+++ Source data

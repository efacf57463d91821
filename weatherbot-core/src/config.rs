use anyhow::{Context, Result, anyhow};
use directories::ProjectDirs;
use serde::{Deserialize, Serialize};
use std::{fs, path::PathBuf};

pub const BOT_TOKEN_VAR: &str = "DISCORD_TOKEN";
pub const WEATHER_API_KEY_VAR: &str = "WEATHER_API_KEY";

pub const DEFAULT_GEOCODING_URL: &str = "http://api.openweathermap.org/geo/1.0/direct";
pub const DEFAULT_ONECALL_URL: &str = "https://api.openweathermap.org/data/3.0/onecall";

/// Upstream endpoints. Overridable so tests can point at a mock server.
#[derive(Debug, Clone, PartialEq, Eq, Serialize, Deserialize)]
#[serde(default)]
pub struct Endpoints {
    pub geocoding_url: String,
    pub onecall_url: String,
}

impl Default for Endpoints {
    fn default() -> Self {
        Self {
            geocoding_url: DEFAULT_GEOCODING_URL.to_string(),
            onecall_url: DEFAULT_ONECALL_URL.to_string(),
        }
    }
}

/// Top-level configuration stored on disk.
///
/// Example TOML:
/// ```toml
/// discord_token = "..."
/// weather_api_key = "..."
///
/// [endpoints]
/// onecall_url = "https://api.openweathermap.org/data/3.0/onecall"
/// ```
#[derive(Debug, Clone, Serialize, Deserialize, Default)]
pub struct Config {
    pub discord_token: Option<String>,
    pub weather_api_key: Option<String>,
    #[serde(default)]
    pub endpoints: Endpoints,
}

/// Both secrets the bot needs before it can start.
#[derive(Clone)]
pub struct Credentials {
    pub bot_token: String,
    pub weather_api_key: String,
}

impl std::fmt::Debug for Credentials {
    fn fmt(&self, f: &mut std::fmt::Formatter<'_>) -> std::fmt::Result {
        f.debug_struct("Credentials")
            .field("bot_token", &"<redacted>")
            .field("weather_api_key", &"<redacted>")
            .finish()
    }
}

impl Config {
    /// Load config from disk (empty default on first run), then apply environment overrides.
    pub fn load() -> Result<Self> {
        let mut cfg = Self::load_file()?;
        cfg.apply_env(|name| std::env::var(name).ok());
        Ok(cfg)
    }

    /// Load config from disk only, or return an empty default if it doesn't exist yet.
    pub fn load_file() -> Result<Self> {
        let path = Self::config_file_path()?;
        if !path.exists() {
            return Ok(Self::default());
        }

        let contents = fs::read_to_string(&path)
            .with_context(|| format!("Failed to read config file: {}", path.display()))?;

        let cfg: Config = toml::from_str(&contents)
            .with_context(|| format!("Failed to parse config file: {}", path.display()))?;

        Ok(cfg)
    }

    /// Save config to disk, creating parent directories as needed.
    pub fn save(&self) -> Result<()> {
        let path = Self::config_file_path()?;

        if let Some(parent) = path.parent() {
            fs::create_dir_all(parent).with_context(|| {
                format!("Failed to create config directory: {}", parent.display())
            })?;
        }

        let toml =
            toml::to_string_pretty(self).context("Failed to serialize configuration to TOML")?;

        fs::write(&path, toml)
            .with_context(|| format!("Failed to write config file: {}", path.display()))?;

        Ok(())
    }

    /// Path to the config file.
    pub fn config_file_path() -> Result<PathBuf> {
        let dirs = ProjectDirs::from("dev", "weatherbot", "weatherbot")
            .ok_or_else(|| anyhow!("Could not determine platform config directory"))?;

        Ok(dirs.config_dir().join("config.toml"))
    }

    /// Non-empty environment values win over whatever the file holds.
    pub fn apply_env<F>(&mut self, lookup: F)
    where
        F: Fn(&str) -> Option<String>,
    {
        let non_empty = |name: &str| lookup(name).filter(|v| !v.trim().is_empty());

        if let Some(token) = non_empty(BOT_TOKEN_VAR) {
            self.discord_token = Some(token);
        }
        if let Some(key) = non_empty(WEATHER_API_KEY_VAR) {
            self.weather_api_key = Some(key);
        }
    }

    /// Both secrets, or an error naming the first one missing.
    pub fn credentials(&self) -> Result<Credentials> {
        let bot_token = self.discord_token.clone().ok_or_else(|| {
            anyhow!(
                "No bot token configured.\n\
                 Hint: set {BOT_TOKEN_VAR} or run `weatherbot configure`."
            )
        })?;

        let weather_api_key = self.weather_api_key.clone().ok_or_else(|| {
            anyhow!(
                "No weather API key configured.\n\
                 Hint: set {WEATHER_API_KEY_VAR} or run `weatherbot configure`."
            )
        })?;

        Ok(Credentials { bot_token, weather_api_key })
    }
}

++++++

Task to complete: The answer should hold only the lines from the start of the records above through the line containing "doesn't exist yet.", each set down exactly.

Result of this exercise:
repository efacf57463d91821
filename weatherbot-core/src/config.rs
use anyhow::{Context, Result, anyhow};
use directories::ProjectDirs;
use serde::{Deserialize, Serialize};
use std::{fs, path::PathBuf};

pub const BOT_TOKEN_VAR: &str = "DISCORD_TOKEN";
pub const WEATHER_API_KEY_VAR: &str = "WEATHER_API_KEY";

pub const DEFAULT_GEOCODING_URL: &str = "http://api.openweathermap.org/geo/1.0/direct";
pub const DEFAULT_ONECALL_URL: &str = "https://api.openweathermap.org/data/3.0/onecall";

/// Upstream endpoints. Overridable so tests can point at a mock server.
#[derive(Debug, Clone, PartialEq, Eq, Serialize, Deserialize)]
#[serde(default)]
pub struct Endpoints {
    pub geocoding_url: String,
    pub onecall_url: String,
}

impl Default for Endpoints {
    fn default() -> Self {
        Self {
            geocoding_url: DEFAULT_GEOCODING_URL.to_string(),
            onecall_url: DEFAULT_ONECALL_URL.to_string(),
        }
    }
}

/// Top-level configuration stored on disk.
///
/// Example TOML:
/// ```toml
/// discord_token = "..."
/// weather_api_key = "..."
///
/// [endpoints]
/// onecall_url = "https://api.openweathermap.org/data/3.0/onecall"
/// ```
#[derive(Debug, Clone, Serialize, Deserialize, Default)]
pub struct Config {
    pub discord_token: Option<String>,
    pub weather_api_key: Option<String>,
    #[serde(default)]
    pub endpoints: Endpoints,
}

/// Both secrets the bot needs before it can start.
#[derive(Clone)]
pub struct Credentials {
    pub bot_token: String,
    pub weather_api_key: String,
}

impl std::fmt::Debug for Credentials {
    fn fmt(&self, f: &mut std::fmt::Formatter<'_>) -> std::fmt::Result {
        f.debug_struct("Credentials")
            .field("bot_token", &"<redacted>")
            .field("weather_api_key", &"<redacted>")
            .finish()
    }
}

impl Config {
    /// Load config from disk (empty default on first run), then apply environment overrides.
    pub fn load() -> Result<Self> {
        let mut cfg = Self::load_file()?;
        cfg.apply_env(|name| std::env::var(name).ok());
        Ok(cfg)
    }

    /// Load config from disk only, or return an empty default if it doesn't exist yet.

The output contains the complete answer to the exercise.